According to Rubin, Talia accurately claims to have voted against the temporary increase in the state sales tax rate, from 5.3 percent to 6.3 percent, enacted in 2010. But he fails to mention that he voted for the $200 million increase in state spending that necessitated the tax increase, Rubin said.
“He is certainly a tax-and-spend Democrat, cut from the same cloth as Obama and Nancy Pelosi,” Rubin said.
According to Talia, “Rep. Rubin only votes for business and only pushes the Republican agenda.”
Rubin, an attorney and retired federal judge, said the business community itself will attest to the fact that he doesn’t always vote its way. One example, he said, was his co-sponsorship of a bill to require that health insurance policies sold in Kansas include coverage for the analysis and treatment of autistic children.
In addition, though he generally favors Brownback’s KanCare plan to contain Medicaid costs, he supported permanently excluding home and community-based services (HCBS) for developmentally disabled and autistic individuals from coverage under KanCare.
“We were partially successful in this endeavor last year, obtaining the governor’s agreement to a one-year moratorium on inclusion of HCBS in KanCare,” Rubin said.
According to Rubin, those positions were not only morally right but also fiscally sound.

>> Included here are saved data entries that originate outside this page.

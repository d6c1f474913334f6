//! Identity types: users, uids, callers, clients and session tokens.

use serde::{Deserialize, Serialize};
use std::collections::BTreeSet;
use std::fmt;

// ============================================================================
// Users
// ============================================================================

/// A user profile on the device.
///
/// Every piece of broker state is keyed by user first. The sentinel
/// [`UserId::CURRENT`] is resolved to the active user by the broker.
#[derive(Debug, Clone, Copy, PartialEq, Eq, Hash, PartialOrd, Ord, Serialize, Deserialize)]
#[serde(transparent)]
pub struct UserId(i32);

impl UserId {
    /// The primary (owner) user.
    pub const SYSTEM: UserId = UserId(0);

    /// Placeholder meaning "whoever is the active user right now".
    pub const CURRENT: UserId = UserId(-2);

    pub const fn new(id: i32) -> Self {
        Self(id)
    }

    pub const fn as_i32(&self) -> i32 {
        self.0
    }

    /// Returns true for the [`UserId::CURRENT`] sentinel.
    pub const fn is_current_sentinel(&self) -> bool {
        self.0 == Self::CURRENT.0
    }
}

impl Default for UserId {
    fn default() -> Self {
        Self::SYSTEM
    }
}

impl fmt::Display for UserId {
    fn fmt(&self, f: &mut fmt::Formatter<'_>) -> fmt::Result {
        write!(f, "{}", self.0)
    }
}

impl From<i32> for UserId {
    fn from(id: i32) -> Self {
        Self(id)
    }
}

/// Process uid of a caller.
#[derive(Debug, Clone, Copy, PartialEq, Eq, Hash, PartialOrd, Ord, Serialize, Deserialize)]
#[serde(transparent)]
pub struct Uid(u32);

impl Uid {
    /// The privileged system uid. May act on behalf of any user.
    pub const SYSTEM: Uid = Uid(1000);

    pub const fn new(uid: u32) -> Self {
        Self(uid)
    }

    pub const fn as_u32(&self) -> u32 {
        self.0
    }

    pub const fn is_system(&self) -> bool {
        self.0 == Self::SYSTEM.0
    }
}

impl fmt::Display for Uid {
    fn fmt(&self, f: &mut fmt::Formatter<'_>) -> fmt::Result {
        write!(f, "{}", self.0)
    }
}

// ============================================================================
// Permissions & Caller Identity
// ============================================================================

/// Capability permissions checked by the broker.
#[derive(Debug, Clone, Copy, PartialEq, Eq, Hash, PartialOrd, Ord, Serialize, Deserialize)]
#[serde(rename_all = "snake_case")]
pub enum Permission {
    /// Change parental controls, blocked ratings, and unblock content.
    ModifyParentalControls,
    /// Acquire and release hardware pass-through devices.
    TvInputHardware,
    /// Capture frames from a hardware input.
    CaptureTvInput,
}

/// Identity of the process making a broker call.
#[derive(Debug, Clone, PartialEq, Eq, Serialize, Deserialize)]
pub struct CallerIdentity {
    pub pid: u32,
    pub uid: Uid,
    /// The user the calling process runs as.
    pub user_id: UserId,
    #[serde(default)]
    pub permissions: BTreeSet<Permission>,
}

impl CallerIdentity {
    pub fn new(pid: u32, uid: Uid, user_id: UserId) -> Self {
        Self {
            pid,
            uid,
            user_id,
            permissions: BTreeSet::new(),
        }
    }

    /// The broker's own identity, used for internal cascades.
    pub fn system() -> Self {
        let mut caller = Self::new(std::process::id(), Uid::SYSTEM, UserId::SYSTEM);
        caller.permissions = [
            Permission::ModifyParentalControls,
            Permission::TvInputHardware,
            Permission::CaptureTvInput,
        ]
        .into_iter()
        .collect();
        caller
    }

    #[must_use]
    pub fn with_permission(mut self, permission: Permission) -> Self {
        self.permissions.insert(permission);
        self
    }

    pub fn has_permission(&self, permission: Permission) -> bool {
        self.permissions.contains(&permission)
    }

    pub fn is_system(&self) -> bool {
        self.uid.is_system()
    }
}

// ============================================================================
// Clients & Sessions
// ============================================================================

/// Identifies one connected client process (its callback channel).
#[derive(Debug, Clone, Copy, PartialEq, Eq, Hash, PartialOrd, Ord, Serialize, Deserialize)]
#[serde(transparent)]
pub struct ClientId(u64);

impl ClientId {
    pub const fn new(id: u64) -> Self {
        Self(id)
    }

    pub const fn as_u64(&self) -> u64 {
        self.0
    }
}

impl fmt::Display for ClientId {
    fn fmt(&self, f: &mut fmt::Formatter<'_>) -> fmt::Result {
        write!(f, "client-{}", self.0)
    }
}

/// Opaque session capability minted by the broker.
///
/// Tokens are handed out from a monotonically increasing counter owned by
/// the broker and are never reused for the lifetime of the process.
#[derive(Debug, Clone, Copy, PartialEq, Eq, Hash, PartialOrd, Ord, Serialize, Deserialize)]
#[serde(transparent)]
pub struct SessionToken(u64);

impl SessionToken {
    pub const fn new(raw: u64) -> Self {
        Self(raw)
    }

    pub const fn as_u64(&self) -> u64 {
        self.0
    }
}

impl fmt::Display for SessionToken {
    fn fmt(&self, f: &mut fmt::Formatter<'_>) -> fmt::Result {
        write!(f, "session-{}", self.0)
    }
}

#[cfg(test)]
mod tests {
    use super::*;

    #[test]
    fn test_current_user_sentinel() {
        assert!(UserId::CURRENT.is_current_sentinel());
        assert!(!UserId::new(10).is_current_sentinel());
        assert_eq!(UserId::CURRENT.as_i32(), -2);
    }

    #[test]
    fn test_system_caller_has_every_permission() {
        let caller = CallerIdentity::system();
        assert!(caller.is_system());
        assert!(caller.has_permission(Permission::ModifyParentalControls));
        assert!(caller.has_permission(Permission::TvInputHardware));
        assert!(caller.has_permission(Permission::CaptureTvInput));
    }

    #[test]
    fn test_app_caller_permissions() {
        let caller = CallerIdentity::new(42, Uid::new(10_057), UserId::new(10))
            .with_permission(Permission::CaptureTvInput);
        assert!(!caller.is_system());
        assert!(caller.has_permission(Permission::CaptureTvInput));
        assert!(!caller.has_permission(Permission::TvInputHardware));
    }

    #[test]
    fn test_session_token_display() {
        assert_eq!(SessionToken::new(7).to_string(), "session-7");
        assert_eq!(ClientId::new(3).to_string(), "client-3");
    }
}
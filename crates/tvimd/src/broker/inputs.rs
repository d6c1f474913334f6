//! Input registry: building, diffing and notifying.

use std::collections::{BTreeMap, BTreeSet};

use tracing::{debug, error, info, warn};

use tvim_core::{CallerIdentity, ComponentName, InputDescriptor, InputId, InputState, UserId};

use super::actor::BrokerActor;
use super::commands::{BrokerError, HardwareEvent, InputNotification};
use super::state::{InputRecord, ServiceState};

impl BrokerActor {
    // ========================================================================
    // Queries
    // ========================================================================

    pub(super) fn handle_get_input_list(
        &self,
        caller: &CallerIdentity,
        user: UserId,
    ) -> Result<Vec<InputDescriptor>, BrokerError> {
        let user = self.resolve_calling_user(caller, user)?;
        Ok(self
            .users
            .get(&user)
            .map(|s| s.inputs.values().map(|r| r.descriptor.clone()).collect())
            .unwrap_or_default())
    }

    pub(super) fn handle_get_input_info(
        &self,
        caller: &CallerIdentity,
        user: UserId,
        input_id: &InputId,
    ) -> Result<Option<InputDescriptor>, BrokerError> {
        let user = self.resolve_calling_user(caller, user)?;
        Ok(self
            .users
            .get(&user)
            .and_then(|s| s.inputs.get(input_id))
            .map(|r| r.descriptor.clone()))
    }

    /// Unknown inputs report `Connected`.
    pub(super) fn handle_get_input_state(
        &self,
        caller: &CallerIdentity,
        user: UserId,
        input_id: &InputId,
    ) -> Result<InputState, BrokerError> {
        let user = self.resolve_calling_user(caller, user)?;
        Ok(self
            .users
            .get(&user)
            .and_then(|s| s.inputs.get(input_id))
            .map(|r| r.state)
            .unwrap_or(InputState::Connected))
    }

    // ========================================================================
    // Rebuild
    // ========================================================================

    /// Re-reads the directory for `user` and notifies the differences.
    ///
    /// Inputs of packages listed in `changed` that are still present are
    /// reported as updated. Stored input states survive the rebuild.
    pub(crate) fn rebuild_input_list(&mut self, user: UserId, changed: Option<&[String]>) {
        let providers = self.directory.enumerate_providers(user);
        let mut inputs: BTreeMap<InputId, InputDescriptor> = BTreeMap::new();
        let mut packages = BTreeSet::new();
        let mut hardware_components = BTreeSet::new();
        let mut first_seen = Vec::new();

        for entry in providers {
            if !entry.requires_bind_permission() {
                warn!(
                    component = %entry.component,
                    permission = ?entry.permission,
                    "Skipping provider without the bind permission"
                );
                continue;
            }

            if entry.is_hardware {
                hardware_components.insert(entry.component.clone());
                let state = self.user_state_mut(user);
                let service = state
                    .services
                    .entry(entry.component.clone())
                    .or_insert_with(|| {
                        first_seen.push(entry.component.clone());
                        ServiceState::new(entry.component.clone(), true)
                    });
                service.is_hardware = true;
                for input in &service.hardware_inputs {
                    inputs.insert(input.id.clone(), input.clone());
                }
            } else {
                match self.directory.load_descriptor(&entry) {
                    Ok(input) => {
                        inputs.insert(input.id.clone(), input);
                    }
                    Err(e) => {
                        error!(component = %entry.component, error = %e, "Failed to load input");
                        continue;
                    }
                }
            }
            packages.insert(entry.component.package.clone());
        }

        // New hardware providers bind as soon as they are discovered
        for component in first_seen {
            self.update_service_connection(user, &component);
        }

        let state = self.user_state_mut(user);
        state.hardware_components = hardware_components;
        state.packages = packages;

        let added: Vec<InputId> = inputs
            .keys()
            .filter(|id| !state.inputs.contains_key(*id))
            .cloned()
            .collect();
        let updated: Vec<(InputId, ComponentName)> = match changed {
            Some(changed) => inputs
                .iter()
                .filter(|(id, _)| state.inputs.contains_key(*id))
                .filter(|(_, input)| changed.iter().any(|p| p == &input.component.package))
                .map(|(id, input)| (id.clone(), input.component.clone()))
                .collect(),
            None => Vec::new(),
        };
        let removed: Vec<(InputId, ComponentName)> = state
            .inputs
            .iter()
            .filter(|(id, _)| !inputs.contains_key(*id))
            .map(|(id, record)| (id.clone(), record.descriptor.component.clone()))
            .collect();

        let records: BTreeMap<InputId, InputRecord> = inputs
            .into_iter()
            .map(|(id, descriptor)| {
                let input_state = state
                    .inputs
                    .get(&id)
                    .map(|r| r.state)
                    .unwrap_or_default();
                (
                    id,
                    InputRecord {
                        descriptor,
                        state: input_state,
                    },
                )
            })
            .collect();
        state.inputs = records;

        debug!(
            user = %user,
            inputs = state.inputs.len(),
            added = added.len(),
            updated = updated.len(),
            removed = removed.len(),
            "Input list rebuilt"
        );

        for input_id in added {
            info!(input_id = %input_id, user = %user, "Input added");
            self.notify(user, InputNotification::Added(input_id));
        }
        for (input_id, component) in updated {
            // The package changed under a bound provider
            self.update_service_connection(user, &component);
            info!(input_id = %input_id, user = %user, "Input updated");
            self.notify(user, InputNotification::Updated(input_id));
        }
        for (input_id, component) in removed {
            let has_service = self
                .users
                .get(&user)
                .is_some_and(|s| s.services.contains_key(&component));
            if has_service {
                self.abort_pending_create_session_requests(user, &component, Some(&input_id));
            }
            info!(input_id = %input_id, user = %user, "Input removed");
            self.notify(user, InputNotification::Removed(input_id));
        }
    }

    // ========================================================================
    // Input state
    // ========================================================================

    /// Stores a new connectivity state and notifies a change.
    ///
    /// Notifications are held back while the owning provider should be
    /// connected but isn't; they are replayed on reconnection.
    pub(super) fn set_input_state(&mut self, user: UserId, input_id: &InputId, new_state: InputState) {
        let Some(state) = self.users.get_mut(&user) else {
            return;
        };
        let Some(record) = state.inputs.get_mut(input_id) else {
            debug!(input_id = %input_id, "State change for unknown input ignored");
            return;
        };
        let old_state = record.state;
        record.state = new_state;

        let held_back = state
            .services
            .get(&record.descriptor.component)
            .is_some_and(|s| {
                s.service.is_none() && (!s.session_tokens.is_empty() || s.is_hardware)
            });
        if held_back {
            return;
        }
        if old_state != new_state {
            self.notify_input_state_changed(user, input_id, new_state);
        }
    }

    pub(super) fn notify_input_state_changed(
        &self,
        user: UserId,
        input_id: &InputId,
        state: InputState,
    ) {
        debug!(input_id = %input_id, state = state.label(), "Input state changed");
        self.notify(
            user,
            InputNotification::StateChanged {
                input_id: input_id.clone(),
                state,
            },
        );
    }

    fn notify(&self, user: UserId, notification: InputNotification) {
        let Some(state) = self.users.get(&user) else {
            return;
        };
        for callback in state.callbacks.values() {
            callback.callback.notify(notification.clone());
        }
    }

    // ========================================================================
    // Hardware inputs
    // ========================================================================

    /// A hardware provider reported an input for a device or HDMI device.
    pub(super) fn handle_hardware_input_added(
        &mut self,
        user: UserId,
        component: &ComponentName,
        device_id: Option<u32>,
        hdmi_device_id: Option<u32>,
        input: InputDescriptor,
    ) {
        if &input.component != component {
            warn!(
                component = %component,
                input_component = %input.component,
                "Provider reported an input it does not own"
            );
            return;
        }
        let is_hardware_provider = self
            .users
            .get(&user)
            .and_then(|s| s.services.get(component))
            .is_some_and(|s| s.is_hardware);
        if !is_hardware_provider {
            warn!(component = %component, "Input report from a non-hardware provider ignored");
            return;
        }

        match (device_id, hdmi_device_id) {
            (Some(device_id), _) => self.hardware.add_hardware_input(device_id, &input),
            (None, Some(hdmi_device_id)) => self.hardware.add_hdmi_input(hdmi_device_id, &input),
            (None, None) => {}
        }

        if let Some(service) = self
            .users
            .get_mut(&user)
            .and_then(|s| s.services.get_mut(component))
        {
            service.hardware_inputs.retain(|i| i.id != input.id);
            service.hardware_inputs.push(input);
        }
        self.rebuild_input_list(user, None);
    }

    pub(super) fn handle_provider_input_removed(
        &mut self,
        user: UserId,
        component: &ComponentName,
        input_id: &InputId,
    ) {
        let removed = self
            .users
            .get_mut(&user)
            .and_then(|s| s.services.get_mut(component))
            .is_some_and(|service| {
                let before = service.hardware_inputs.len();
                service.hardware_inputs.retain(|i| &i.id != input_id);
                service.hardware_inputs.len() != before
            });
        if removed {
            self.rebuild_input_list(user, None);
            self.hardware.remove_input(input_id);
        } else {
            warn!(component = %component, input_id = %input_id, "Removal of unknown hardware input");
        }
    }

    /// Hardware-manager reports apply to the active user.
    pub(super) fn handle_hardware_event(&mut self, event: HardwareEvent) {
        let user = self.current_user;
        match event {
            HardwareEvent::StateChanged { input_id, state } => {
                self.set_input_state(user, &input_id, state);
            }
            HardwareEvent::HdmiDeviceUpdated { input_id, device } => {
                if let Some(state) = device.power_status.to_input_state() {
                    self.set_input_state(user, &input_id, state);
                }
            }
            other => {
                let Some(state) = self.users.get(&user) else {
                    return;
                };
                for service in state.services.values().filter(|s| s.is_hardware) {
                    let Some(remote) = &service.service else {
                        continue;
                    };
                    let result = match &other {
                        HardwareEvent::DeviceAdded(hw) => remote.notify_hardware_added(hw),
                        HardwareEvent::DeviceRemoved(hw) => remote.notify_hardware_removed(hw),
                        HardwareEvent::HdmiDeviceAdded(dev) => remote.notify_hdmi_device_added(dev),
                        HardwareEvent::HdmiDeviceRemoved(dev) => {
                            remote.notify_hdmi_device_removed(dev)
                        }
                        HardwareEvent::StateChanged { .. }
                        | HardwareEvent::HdmiDeviceUpdated { .. } => Ok(()),
                    };
                    if let Err(e) = result {
                        error!(component = %service.component, error = %e, "Error forwarding hardware event");
                    }
                }
            }
        }
    }
}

He said studies show that autistic children who receive appropriate treatment at an early enough age can be mainstreamed in school and become productive wage earners.
“A full-two thirds of the state general fund budget is spent on K-12 and higher education,” Rubin said, “often at the expense of other equally essential state services such as public safety, transportation and the home and community based services for the developmentally disabled and autistic communities.
“Thus the notion that the Legislature in recent years has ‘slashed’ ... base state aid or total funding for schools is an out-and-out myth.”
According to Rubin, total taxpayer dollars spent on K-12 education in Kansas more than doubled between 1994 and 2010, and from the 2003-’04 school year to present, base state aid has increased $1.03 billion to $3.265 billion. In addition, K-12 per-pupil spending, at $12,656, is within $4 of the 2008-’09 all-time high and is one of the highest rates in the nation, he said.
Talia said such figures include spending for nonclassroom costs such as teacher pensions and amount to “smoke and mirrors,” which he said Rubin is resorting to “because he knows voters are concerned about what is happening to our schools.”
“The evidence of this is all around us with schools closing, class sizes increasing, teachers being laid off and now declining student performance,” Talia said. “The Kansas Legislative Research Department has confirmed that in 2011, the Legislature made the largest cut off the base state aid per pupil in Kansas history.”
Rubin agreed that local districts like Shawnee Mission are facing challenges but attributed them to an unfair school finance formula, under which Johnson County taxpayers foot about 30 percent of all state school spending while getting back only 12 to 14 percent.
If he’s re-elected, Rubin said, he will work toward a new formula, a bill that removes the cap on voter-approved local option budgets (currently limited to 31 percent of general fund budgets), and other education reforms.